Article 30 of the Criminal Act is established upon fulfilling the subjective and objective requirements of crime committed through functional control based on the intent of joint processing and the intent of joint processing. Even in cases where part of the competitors have not been carried out by directly sharing part of the constituent elements, if it is acknowledged that functional control through essential contribution to the crime exists, rather than merely a conspiracy, if it is recognized that there exists a functional control through substantial contribution to the crime, the so-called crime as a co-principal cannot be exempted. Further, in cases where two or more persons are jointly processed for a certain crime, the conspiracy does not require any legal fixed punishment, and it is only a combination of two or more persons to realize the crime through joint processing, and even if a combination of opinions is carried out by several persons, the conspiracy relationship is established, and if it is not carried out by the doctor, even if it is not carried out by the direct participation of the act, it is not necessary to punish other persons as a co-principal, and as a result, it is necessary that two or more public officials should be held as a result of the crime of obstruction of performance of duties, and it is necessary to be jointly carried out.

(3) Determination

The court below found that according to the evidence in its holding, the defendant participated in the meeting with the president at the time of the meeting, etc. and discussed the situation of the meeting with the president at the time of the meeting, etc., due to the experience of the defendant's major executive officer and the number of college students more than that of the college students, and the records of criminal punishment due to the violation of the National Security Act, etc. The court below found that the defendant had actively participated in the above meeting, such as the turning of the Korean president at the time of the meeting and the chairman, etc., and it was hard to accept the judgment of the court below in this part of the charges on the ground that the plaintiff et al. who participated in the above meeting including the defendant et al. was guilty on the ground that the 63 police officer continued to participate in the demonstration at the time of the demonstration by exercising violence as stated in its judgment.
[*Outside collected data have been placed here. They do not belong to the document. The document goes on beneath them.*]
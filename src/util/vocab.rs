use std::fmt::{Debug, Display, Formatter};


/// A [Vocab] is a short command tag of up to four ASCII characters packed into an i32, the
///  first character in the least significant byte. It is used for administrative commands and
///  as a compact value type inside bottles.
///
/// Packing the characters this way keeps the tag human-readable when a message is inspected at
///  the wire level.
#[derive(Copy, Clone, Eq, PartialEq, Ord, PartialOrd, Hash)]
pub struct Vocab(pub i32);

impl Vocab {
    pub const fn new(value: &[u8]) -> Vocab {
        let mut bytes = [0u8; 4];
        let mut i = 0;
        while i < value.len() && i < 4 {
            bytes[i] = value[i];
            i += 1;
        }
        Vocab(i32::from_le_bytes(bytes))
    }

    /// returns None if the string does not fit into a vocab
    pub fn try_from_str(s: &str) -> Option<Vocab> {
        if s.is_empty() || s.len() > 4 || !s.is_ascii() {
            return None;
        }
        Some(Vocab::new(s.as_bytes()))
    }

    pub fn as_string(&self) -> String {
        let bytes = self.0.to_le_bytes();
        let used = bytes.iter()
            .position(|&b| b == 0)
            .map(|len| &bytes[..len])
            .unwrap_or(&bytes);

        String::from_utf8_lossy(used).to_string()
    }
}

impl Debug for Vocab {
    fn fmt(&self, f: &mut Formatter<'_>) -> std::fmt::Result {
        write!(f, "0x{:08X}({:?})", self.0, self.as_string())
    }
}

impl Display for Vocab {
    fn fmt(&self, f: &mut Formatter<'_>) -> std::fmt::Result {
        write!(f, "[{}]", self.as_string())
    }
}

pub mod vocabs {
    use super::Vocab;

    pub const HELP: Vocab = Vocab::new(b"help");
    pub const VER: Vocab = Vocab::new(b"ver");
    pub const ADD: Vocab = Vocab::new(b"add");
    pub const DEL: Vocab = Vocab::new(b"del");
    pub const LIST: Vocab = Vocab::new(b"list");
    pub const SET: Vocab = Vocab::new(b"set");
    pub const GET: Vocab = Vocab::new(b"get");
    pub const PROP: Vocab = Vocab::new(b"prop");
    pub const IN: Vocab = Vocab::new(b"in");
    pub const OUT: Vocab = Vocab::new(b"out");
    pub const VERB: Vocab = Vocab::new(b"verb");
    pub const TOUT: Vocab = Vocab::new(b"tout");
    pub const OK: Vocab = Vocab::new(b"ok");
    pub const FAIL: Vocab = Vocab::new(b"fail");
    pub const MANY: Vocab = Vocab::new(b"many");
    pub const IS: Vocab = Vocab::new(b"is");
}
Rather, in light of the following circumstances acknowledged by the lower court and the first instance court’s ruling, it is difficult for the Defendant to view the above part of the assembly and demonstration to have been duly adopted and investigated by the police officer, namely, Nonindicted 4, who was the general officer of the first instance court to have been appointed by the Defendant as the chief executive officer of the assembly and demonstration, and the other executive officer of the first instance court. Nonindicted 3 testified that the Defendant was not a chief executive officer of the assembly and demonstration who was not the chief of the assembly and demonstration officer of the first instance court, and that the Defendant was not a chief of the assembly and demonstration officer of the second instance court, but was not a chief of the assembly and demonstration officer of the second instance court, and that the Defendant was not a chief of the assembly and demonstration officer of the second instance court, and that the Defendant was not a chief of the assembly and demonstration officer of the second instance court, and that there was no evidence to the effect that the Defendant was a chief of the assembly and demonstration officer of the second instance court’s first time, and that the Defendant was not a chief of the police officer’s.
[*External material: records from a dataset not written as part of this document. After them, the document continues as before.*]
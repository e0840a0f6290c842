use std::path::PathBuf;
use std::sync::atomic::{AtomicU64, Ordering};
use std::sync::Arc;
use std::time::Duration;

use crate::carrier::registry::CarrierRegistry;
use crate::namespace::multi::MultiNameSpace;
use crate::namespace::NameSpace;


/// environment variable naming the name space configuration file
pub const NAMESPACE_CONF_ENV: &str = "PORTNET_NAMESPACE_CONF";

/// Process-wide state shared by all ports: the carrier registry, the name space, and a
///  sequence for message and anonymous port numbering.
///
/// A context is created explicitly and passed to ports, which allows several independent
///  contexts in one process (e.g. for tests).
pub struct NetworkContext {
    carriers: Arc<CarrierRegistry>,
    namespace: MultiNameSpace,
    sequence: AtomicU64,
    default_timeout: Option<Duration>,
    host: String,
}

impl NetworkContext {
    /// A context whose name space is configured by the file that [NAMESPACE_CONF_ENV] points
    ///  to, if any.
    pub fn new() -> NetworkContext {
        let config_path = std::env::var_os(NAMESPACE_CONF_ENV).map(PathBuf::from);
        let carriers = Arc::new(CarrierRegistry::new());
        NetworkContext {
            namespace: MultiNameSpace::new(config_path, carriers.clone()),
            carriers,
            sequence: AtomicU64::new(1),
            default_timeout: None,
            host: "127.0.0.1".to_string(),
        }
    }

    pub fn with_namespace_config(mut self, path: impl Into<PathBuf>) -> NetworkContext {
        self.namespace = MultiNameSpace::new(Some(path.into()), self.carriers.clone());
        self
    }

    /// a name space made of the given backends in order, instead of a configuration file
    pub fn with_namespace_backends(mut self, spaces: Vec<Arc<dyn NameSpace>>) -> NetworkContext {
        self.namespace = MultiNameSpace::with_backends(spaces, self.carriers.clone());
        self
    }

    pub fn with_default_timeout(mut self, timeout: Duration) -> NetworkContext {
        self.default_timeout = Some(timeout);
        self
    }

    /// the address that ports bind to and advertise
    pub fn with_host(mut self, host: &str) -> NetworkContext {
        self.host = host.to_string();
        self
    }

    pub fn carriers(&self) -> &Arc<CarrierRegistry> {
        &self.carriers
    }

    pub fn namespace(&self) -> &MultiNameSpace {
        &self.namespace
    }

    pub fn next_sequence(&self) -> u64 {
        self.sequence.fetch_add(1, Ordering::Relaxed)
    }

    pub fn default_timeout(&self) -> Option<Duration> {
        self.default_timeout
    }

    pub fn host(&self) -> &str {
        &self.host
    }

    /// Releases name space connections. Ports should be closed before this.
    pub async fn shutdown(&self) {
        self.namespace.deactivate().await;
    }
}

impl Default for NetworkContext {
    fn default() -> Self {
        NetworkContext::new()
    }
}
B. As to the injury resulting from the obstruction of performance of official duties on August 10, 207

(1) Summary of this part of the facts charged

On August 10, 2007, from around 14:15 to 19:00, the Defendant participated in the unification salary group of 200 university students, together with Nonindicted 8 in the Department of Korean Unification, which was held in front of the military base of the United States Armed Forces located in the Si of the Si of the Si of the Gun of the United States, leading 10 students of the United States Armed Forces to the “U.S.-U. military peace conclusion,” and the “U.S.-U.S.-U.-U.S.-U.-U.S.-U.-U.-U.S.-U.-U.-U.-U.S.-U.-U.-U.S.-U.-U.-U.-U.S.-U.-U.-U.S.-U.-U.-U.S.-U.-U.-U.-U.S.-U.-U.-U.S.-U.-U.-U.S.-U.-U.-U.-U.-U.-U.P.P.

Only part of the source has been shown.